В распорядке дня, которому Кафка был верен достаточно длительное время, можно выделить три вида занятий: писательство (ночью, в хрупком покое городской тишины), диктовка (днем, производство канцелярских текстов и других «бумажных» дел), декламация (вечером, чтение своих и чужих произведений в литературном кружке Баума[1]. Первая и, возможно, единственная близость с миром, которой не сторонится Каемка, выявляет себя в письме. И эта близость — чудесный, опьяняющий дар — не то, чего добиваются или чего страстно желают, она существует до какого-либо психологического истолкования, до языка.
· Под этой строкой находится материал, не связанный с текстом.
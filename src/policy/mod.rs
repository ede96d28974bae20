//! ポリシー解決
//!
//! マッチしたルールの強制アクションを block > warn > suggest > none の順で集約し、
//! 優先度の重み（critical=1000, high=100, medium=10, low=1）でスキルを並べる。

pub mod resolver;

pub use resolver::{resolve, Action, Resolution};
//! コンテキスト収集
//!
//! プロンプト送信時点のプロンプト本文と、参照中のファイル（パスと内容）を集める。

pub mod gatherer;

pub use gatherer::ContextGatherer;

use serde::Serialize;

use crate::rules::pattern::normalize_path;

/// 参照中のファイル
#[derive(Debug, Clone, PartialEq, Eq, Serialize)]
pub struct VisibleFile {
    /// `/` 区切りに正規化されたパス
    pub path: String,
    pub content: String,
}

impl VisibleFile {
    pub fn new(path: impl AsRef<str>, content: impl Into<String>) -> Self {
        Self {
            path: normalize_path(path.as_ref()),
            content: content.into(),
        }
    }
}

/// 1回のプロンプト送信に対応するコンテキスト
#[derive(Debug, Clone, Default)]
pub struct Context {
    /// ユーザー入力
    pub prompt_text: String,
    /// パスの重複なし、追加順
    visible_files: Vec<VisibleFile>,
}

impl Context {
    /// プロンプトのみのコンテキストを作成
    pub fn new(prompt_text: impl Into<String>) -> Self {
        Self {
            prompt_text: prompt_text.into(),
            visible_files: Vec::new(),
        }
    }

    /// ファイル付きで作成（同一パスは最初のものを採用）
    pub fn with_files(
        prompt_text: impl Into<String>,
        files: impl IntoIterator<Item = VisibleFile>,
    ) -> Self {
        let mut context = Self::new(prompt_text);
        for file in files {
            context.add_file(file);
        }
        context
    }

    /// ファイルを追加。既に同じパスがあれば追加せず `false` を返す
    pub fn add_file(&mut self, file: VisibleFile) -> bool {
        if self.visible_files.iter().any(|f| f.path == file.path) {
            tracing::debug!("Ignoring duplicate visible file: {}", file.path);
            return false;
        }
        self.visible_files.push(file);
        true
    }

    pub fn visible_files(&self) -> &[VisibleFile] {
        &self.visible_files
    }
}

/// 末尾の改行を1つだけ取り除く
pub fn strip_trailing_newline(text: &str) -> &str {
    text.strip_suffix("\r\n")
        .or_else(|| text.strip_suffix('\n'))
        .unwrap_or(text)
}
Близость письму неотличима от близости сновидению, письмо сновидно в том смысле, что его скриптуальные нити, распускаясь, не дают сновидению исчезнуть. Кафка видит, удерживая видимое, и удерживает с помощью непрерывной записи, своего рода автоматического письма. Однако близость к письму не может быть пишущим присвоена. Действительно, как можно присвоить то, что является условием существования самого пишущего? Он есть (существует, присутствует), потому что пишет. Самая ближайшая близость к миру каждый раз возобновляется для Кафки в ритуале письма. Писание беззаконно, как беззаконно сновидение. Если язык — это прежде всего законодатель, то письмо — нарушитель законов. Топическая парадоксальность письма заключается в том, что оно находится одновременно вне и внутри языка: вне, когда препятствует языку завладеть силами выражения (записи), ибо действие письма зависит в первую очередь от телесных трансформаций, претерпеваемых пишущим в моменты письма; внутри, когда пытается занять в пределах языка место контрязыка, стать очагом оптических сил, подтачивающих смыслопорождающие функции языка, как бы указывая ему на то, что есть образы, которые не могут быть им ни выражены, ни даже восприняты. Письмо проходит сквозь язык как телесная сила, деформирующая его порядок, как сила «одинокого тела», и если письмо пишется, то только во имя себя. Для Кафки эта сила, повторяю, является до-языковой, конституирующей, первовосприятием мира.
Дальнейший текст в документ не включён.